▶ _RECORDS TO USE_
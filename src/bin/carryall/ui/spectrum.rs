//! Spectrum of the mixed output
//!
//! Hann-windowed FFT read out at log-spaced frequencies. The engine drone
//! sits below 100 Hz and the whoosh spreads across the whole band, so the
//! bins start low.

use ratatui::{
    layout::Rect,
    style::{Color, Style},
    symbols,
    widgets::{Axis, Block, Borders, Chart, Dataset, GraphType},
    Frame,
};
use rustfft::{num_complex::Complex, Fft, FftPlanner};
use std::sync::Arc;

const SPECTRUM_BINS: usize = 64;
const MIN_FREQ: f64 = 10.0;
const FLOOR_DB: f64 = -100.0;
/// Per-update decay applied to falling bins, in dB.
const FALL_DB: f64 = 3.0;

pub struct SpectrumAnalyzer {
    window: Vec<f32>,
    bin_indices: Vec<usize>,
    fft: Arc<dyn Fft<f32>>,
    scratch: Vec<Complex<f32>>,
    /// (log10 frequency, magnitude dB)
    spectrum: Vec<(f64, f64)>,
}

impl SpectrumAnalyzer {
    pub fn new(buffer_len: usize, sample_rate: f32) -> Self {
        let buffer_len = buffer_len.max(4);
        let fft = FftPlanner::new().plan_fft_forward(buffer_len);

        let denom = (buffer_len - 1) as f32;
        let window = (0..buffer_len)
            .map(|i| 0.5 * (1.0 - (2.0 * std::f32::consts::PI * i as f32 / denom).cos()))
            .collect();

        let sample_rate = f64::from(sample_rate.max(1.0));
        let max_freq = (sample_rate / 2.0).clamp(MIN_FREQ * 2.0, 20_000.0);
        let half = buffer_len / 2;

        let mut bin_indices = Vec::with_capacity(SPECTRUM_BINS);
        let mut spectrum = Vec::with_capacity(SPECTRUM_BINS);
        for i in 0..SPECTRUM_BINS {
            let t = i as f64 / (SPECTRUM_BINS - 1) as f64;
            let freq = MIN_FREQ * (max_freq / MIN_FREQ).powf(t);
            let index = ((freq * buffer_len as f64 / sample_rate).round() as usize).clamp(1, half - 1);
            bin_indices.push(index);
            spectrum.push((freq.log10(), FLOOR_DB));
        }

        Self {
            window,
            bin_indices,
            fft,
            scratch: vec![Complex::new(0.0, 0.0); buffer_len],
            spectrum,
        }
    }

    pub fn update(&mut self, buffer: &[f32]) {
        if buffer.len() != self.window.len() {
            return;
        }

        for ((slot, &sample), &w) in self.scratch.iter_mut().zip(buffer).zip(&self.window) {
            *slot = Complex::new(sample * w, 0.0);
        }
        self.fft.process(&mut self.scratch);

        for ((_, db), &index) in self.spectrum.iter_mut().zip(&self.bin_indices) {
            let power = f64::from(self.scratch[index].norm_sqr()).max(1e-12);
            let fresh = (10.0 * power.log10()).max(FLOOR_DB);
            *db = fresh.max(*db - FALL_DB);
        }
    }

    pub fn data(&self) -> &[(f64, f64)] {
        &self.spectrum
    }
}

pub fn render_spectrum(frame: &mut Frame, area: Rect, spectrum: &[(f64, f64)]) {
    let block = Block::default().title(" Spectrum ").borders(Borders::ALL);

    let dataset = Dataset::default()
        .marker(symbols::Marker::Braille)
        .graph_type(GraphType::Line)
        .style(Style::default().fg(Color::Green))
        .data(spectrum);

    let (lo, hi) = match (spectrum.first(), spectrum.last()) {
        (Some(&(lo, _)), Some(&(hi, _))) if hi > lo => (lo, hi),
        _ => (1.0, 4.3),
    };

    let chart = Chart::new(vec![dataset])
        .block(block)
        .x_axis(
            Axis::default()
                .bounds([lo, hi])
                .labels(vec!["10", "100", "1k", "10k"])
                .style(Style::default().fg(Color::DarkGray)),
        )
        .y_axis(
            Axis::default()
                .bounds([FLOOR_DB, 20.0])
                .labels(vec!["-100", "-40", "20"])
                .style(Style::default().fg(Color::DarkGray)),
        );

    frame.render_widget(chart, area);
}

▶ _GOAL OF THE EXERCISE_
Show each line in the listing above that has "symbols".

▶ _TASK RESULT_
    symbols,
        .marker(symbols::Marker::Braille)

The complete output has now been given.